DATA RECORDS:
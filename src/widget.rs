//! Full-screen druid surface hosting a [`SnipSession`].

use std::cell::RefCell;
use std::rc::Rc;

use druid::kurbo::{Affine, BezPath, Shape};
use druid::piet::{
    FontFamily, ImageFormat, InterpolationMode, PietImage, PietTextLayout, Text, TextLayout,
    TextLayoutBuilder,
};
use druid::{
    AppLauncher, BoxConstraints, Color, Cursor, Env, Event, EventCtx, KbKey, LayoutCtx, LifeCycle,
    LifeCycleCtx, MouseButton, PaintCtx, Point, Rect, RenderContext, Scale, Size, UpdateCtx,
    Widget, WindowDesc,
};
use log::{debug, error, warn};

use crate::capture::{CaptureError, ScreenSource};
use crate::geometry::{LocalPoint, LocalRect, ScreenRect};
use crate::scene::{self, Scene, Tint};
use crate::selection::{Button, Response};
use crate::snip::{InputEvent, OverlayOptions, SnipSession};

const LABEL_FONT_SIZE: f64 = 12.0;

#[derive(Debug, thiserror::Error)]
pub enum OverlayError {
    #[error("background capture failed: {0}")]
    Capture(#[from] CaptureError),

    #[error("overlay window failed: {0}")]
    Platform(String),
}

type Slot = Rc<RefCell<Option<Result<Option<ScreenRect>, CaptureError>>>>;

/// Opens the overlay over `bounds` and blocks until the user selects a region
/// or cancels. `Ok(None)` means cancelled.
///
/// The window is borderless and always on top, but druid cannot mark it as a
/// tool window, so it may still get a taskbar and Alt-Tab entry.
pub fn get_selection<S>(
    bounds: ScreenRect,
    source: S,
    options: OverlayOptions,
) -> Result<Option<ScreenRect>, OverlayError>
where
    S: ScreenSource + 'static,
{
    let slot: Slot = Rc::default();
    let widget = SnipWidget {
        session: SnipSession::new(bounds, options),
        source,
        scale: Scale::default(),
        cached_image: None,
        slot: Rc::clone(&slot),
    };

    let window = WindowDesc::new(widget)
        .title("snipshot")
        .set_position((f64::from(bounds.x), f64::from(bounds.y)))
        .window_size((f64::from(bounds.width), f64::from(bounds.height)))
        .show_titlebar(false)
        .resizable(false)
        .transparent(true)
        .set_always_on_top(true);

    AppLauncher::with_window(window)
        .launch(())
        .map_err(|e| OverlayError::Platform(e.to_string()))?;

    let settled = slot.borrow_mut().take();
    match settled {
        Some(result) => Ok(result?),
        None => {
            warn!("overlay closed without a selection");
            Ok(None)
        }
    }
}

struct SnipWidget<S> {
    session: SnipSession,
    source: S,
    scale: Scale,
    cached_image: Option<PietImage>,
    slot: Slot,
}

impl<S: ScreenSource> SnipWidget<S> {
    fn settle(&mut self, ctx: &mut EventCtx, result: Result<Option<ScreenRect>, CaptureError>) {
        let mut slot = self.slot.borrow_mut();
        if slot.is_none() {
            *slot = Some(result);
        }
        self.cached_image = None;
        ctx.submit_command(druid::commands::QUIT_APP);
    }

    fn connect(&mut self, ctx: &mut EventCtx) -> Response {
        match ctx.window().get_scale() {
            Ok(scale) => self.scale = scale,
            Err(e) => warn!("could not read window scale, assuming 1.0: {e}"),
        }

        // Window geometry is in display points; bounds are device pixels.
        let bounds = self.session.bounds();
        let (sx, sy) = (self.scale.x(), self.scale.y());
        let window = ctx.window();
        window.set_position((f64::from(bounds.x) / sx, f64::from(bounds.y) / sy));
        window.set_size((f64::from(bounds.width) / sx, f64::from(bounds.height) / sy));

        ctx.request_focus();
        ctx.set_cursor(&Cursor::Crosshair);

        match self.session.activate(&self.source) {
            Ok(response) => response,
            Err(e) => {
                error!("{e}");
                self.settle(ctx, Err(e));
                Response::Ignored
            }
        }
    }
}

/// Display points from druid to overlay-local device pixels.
fn to_local(pos: Point, scale: Scale) -> LocalPoint {
    LocalPoint::new(
        (pos.x * scale.x()).round() as i32,
        (pos.y * scale.y()).round() as i32,
    )
}

fn button(b: MouseButton) -> Button {
    match b {
        MouseButton::Left => Button::Primary,
        MouseButton::Right => Button::Secondary,
        _ => Button::Other,
    }
}

fn to_rect(r: &LocalRect) -> Rect {
    Rect::new(
        f64::from(r.left()),
        f64::from(r.top()),
        f64::from(r.right()),
        f64::from(r.bottom()),
    )
}

impl<S: ScreenSource> Widget<()> for SnipWidget<S> {
    fn event(&mut self, ctx: &mut EventCtx, event: &Event, _data: &mut (), _env: &Env) {
        if self.session.is_closed() {
            return;
        }
        let response = match event {
            Event::WindowConnected => self.connect(ctx),
            Event::MouseDown(e) => {
                ctx.set_active(true);
                let at = to_local(e.pos, self.scale);
                self.session.handle(InputEvent::Press(button(e.button), at))
            }
            Event::MouseMove(e) => {
                ctx.set_cursor(&Cursor::Crosshair);
                let at = to_local(e.pos, self.scale);
                self.session.handle(InputEvent::Motion(at))
            }
            Event::MouseUp(e) => {
                ctx.set_active(false);
                let at = to_local(e.pos, self.scale);
                self.session.handle(InputEvent::Release(button(e.button), at))
            }
            Event::KeyDown(k) if k.key == KbKey::Escape => {
                self.session.handle(InputEvent::Escape)
            }
            _ => Response::Ignored,
        };

        match response {
            Response::Ignored => {}
            Response::Redraw => ctx.request_paint(),
            Response::Close(outcome) => {
                debug!("closing overlay with {outcome:?}");
                let result = self.session.result();
                self.settle(ctx, Ok(result));
            }
        }
    }

    fn lifecycle(&mut self, ctx: &mut LifeCycleCtx, event: &LifeCycle, _data: &(), _env: &Env) {
        if let LifeCycle::WidgetAdded = event {
            ctx.register_for_focus();
        }
    }

    fn update(&mut self, _ctx: &mut UpdateCtx, _old: &(), _data: &(), _env: &Env) {}

    fn layout(
        &mut self,
        _ctx: &mut LayoutCtx,
        bc: &BoxConstraints,
        _data: &(),
        _env: &Env,
    ) -> Size {
        bc.max()
    }

    fn paint(&mut self, ctx: &mut PaintCtx, _data: &(), _env: &Env) {
        let Some(background) = self.session.background() else {
            return;
        };
        let (w, h) = background.dimensions();

        if self.cached_image.is_none() {
            self.cached_image = ctx
                .make_image(
                    w as usize,
                    h as usize,
                    background.as_raw(),
                    ImageFormat::RgbaSeparate,
                )
                .ok();
        }

        let font_size = LABEL_FONT_SIZE * self.scale.y();
        let mut layout: Option<PietTextLayout> = None;
        let scene = self.session.scene(|text| {
            layout = ctx
                .text()
                .new_text_layout(text.to_string())
                .font(FontFamily::SYSTEM_UI, font_size)
                .text_color(Color::WHITE)
                .build()
                .ok();
            let size = layout.as_ref().map(|l| l.size()).unwrap_or(Size::ZERO);
            (size.width, size.height)
        });
        let Some(scene) = scene else {
            return;
        };

        let (sx, sy) = (self.scale.x(), self.scale.y());
        let image = self.cached_image.as_ref();
        ctx.with_save(|ctx| {
            // Everything below is drawn in device pixels.
            ctx.transform(Affine::scale_non_uniform(1.0 / sx, 1.0 / sy));
            let surface = Rect::new(0.0, 0.0, f64::from(w), f64::from(h));
            if let Some(img) = image {
                ctx.draw_image(img, surface, InterpolationMode::NearestNeighbor);
            }
            draw_scene(ctx, surface, &scene, layout.as_ref());
        });
    }
}

fn draw_scene(ctx: &mut PaintCtx, surface: Rect, scene: &Scene, layout: Option<&PietTextLayout>) {
    let tint = Color::rgba8(0, 0, 0, scene::TINT_ALPHA);
    match scene.tint {
        Tint::Full => ctx.fill(surface, &tint),
        Tint::Inverted(sel) => {
            let mask: BezPath = surface
                .path_elements(0.1)
                .chain(to_rect(&sel).path_elements(0.1))
                .collect();
            ctx.fill_even_odd(mask, &tint);
        }
    }

    if let Some(r) = &scene.border {
        let (red, green, blue) = scene::BORDER_RGB;
        ctx.stroke(to_rect(r), &Color::rgb8(red, green, blue), scene::BORDER_WIDTH);
    }

    if let (Some(label), Some(layout)) = (&scene.label, layout) {
        let f = label.frame;
        ctx.fill(
            Rect::new(f.x, f.y, f.x + f.width, f.y + f.height),
            &Color::rgba8(0, 0, 0, scene::LABEL_BG_ALPHA),
        );
        ctx.draw_text(layout, label.text_origin);
    }
}

#[cfg(test)]
mod tests {
    use super::*;

    #[test]
    fn points_pass_through_at_unit_scale() {
        let scale = Scale::new(1.0, 1.0);
        assert_eq!(to_local(Point::new(0.0, 0.0), scale), LocalPoint::new(0, 0));
        assert_eq!(to_local(Point::new(640.0, 480.0), scale), LocalPoint::new(640, 480));
    }

    #[test]
    fn points_scale_to_device_pixels_and_round() {
        let scale = Scale::new(1.5, 1.5);
        assert_eq!(to_local(Point::new(100.0, 40.0), scale), LocalPoint::new(150, 60));
        assert_eq!(to_local(Point::new(10.3, 20.7), scale), LocalPoint::new(15, 31));
    }

    #[test]
    fn scaled_drag_yields_pixel_rect() {
        let scale = Scale::new(2.0, 2.0);
        let rect = LocalRect::from_points(
            to_local(Point::new(50.0, 60.0), scale),
            to_local(Point::new(10.0, 20.0), scale),
        );
        assert_eq!(rect.to_screen(LocalPoint::new(0, 0)), ScreenRect::new(20, 40, 80, 80));
    }

    #[test]
    fn mouse_buttons_map_to_roles() {
        assert_eq!(button(MouseButton::Left), Button::Primary);
        assert_eq!(button(MouseButton::Right), Button::Secondary);
        assert_eq!(button(MouseButton::Middle), Button::Other);
    }

    #[test]
    fn local_rect_converts_to_druid_rect() {
        let r = LocalRect::from_points(LocalPoint::new(30, 5), LocalPoint::new(10, 25));
        assert_eq!(to_rect(&r), Rect::new(10.0, 5.0, 30.0, 25.0));
    }
}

TASK BRIEF:
Start with the line above that contains "let scene = self.session.scene(|text|" and end with the line that contains "if let Some(r)". Write out those lines exactly, and only those.

RESPONSE AREA:
        let scene = self.session.scene(|text| {
            layout = ctx
                .text()
                .new_text_layout(text.to_string())
                .font(FontFamily::SYSTEM_UI, font_size)
                .text_color(Color::WHITE)
                .build()
                .ok();
            let size = layout.as_ref().map(|l| l.size()).unwrap_or(Size::ZERO);
            (size.width, size.height)
        });
        let Some(scene) = scene else {
            return;
        };

        let (sx, sy) = (self.scale.x(), self.scale.y());
        let image = self.cached_image.as_ref();
        ctx.with_save(|ctx| {
            // Everything below is drawn in device pixels.
            ctx.transform(Affine::scale_non_uniform(1.0 / sx, 1.0 / sy));
            let surface = Rect::new(0.0, 0.0, f64::from(w), f64::from(h));
            if let Some(img) = image {
                ctx.draw_image(img, surface, InterpolationMode::NearestNeighbor);
            }
            draw_scene(ctx, surface, &scene, layout.as_ref());
        });
    }
}

fn draw_scene(ctx: &mut PaintCtx, surface: Rect, scene: &Scene, layout: Option<&PietTextLayout>) {
    let tint = Color::rgba8(0, 0, 0, scene::TINT_ALPHA);
    match scene.tint {
        Tint::Full => ctx.fill(surface, &tint),
        Tint::Inverted(sel) => {
            let mask: BezPath = surface
                .path_elements(0.1)
                .chain(to_rect(&sel).path_elements(0.1))
                .collect();
            ctx.fill_even_odd(mask, &tint);
        }
    }

    if let Some(r) = &scene.border {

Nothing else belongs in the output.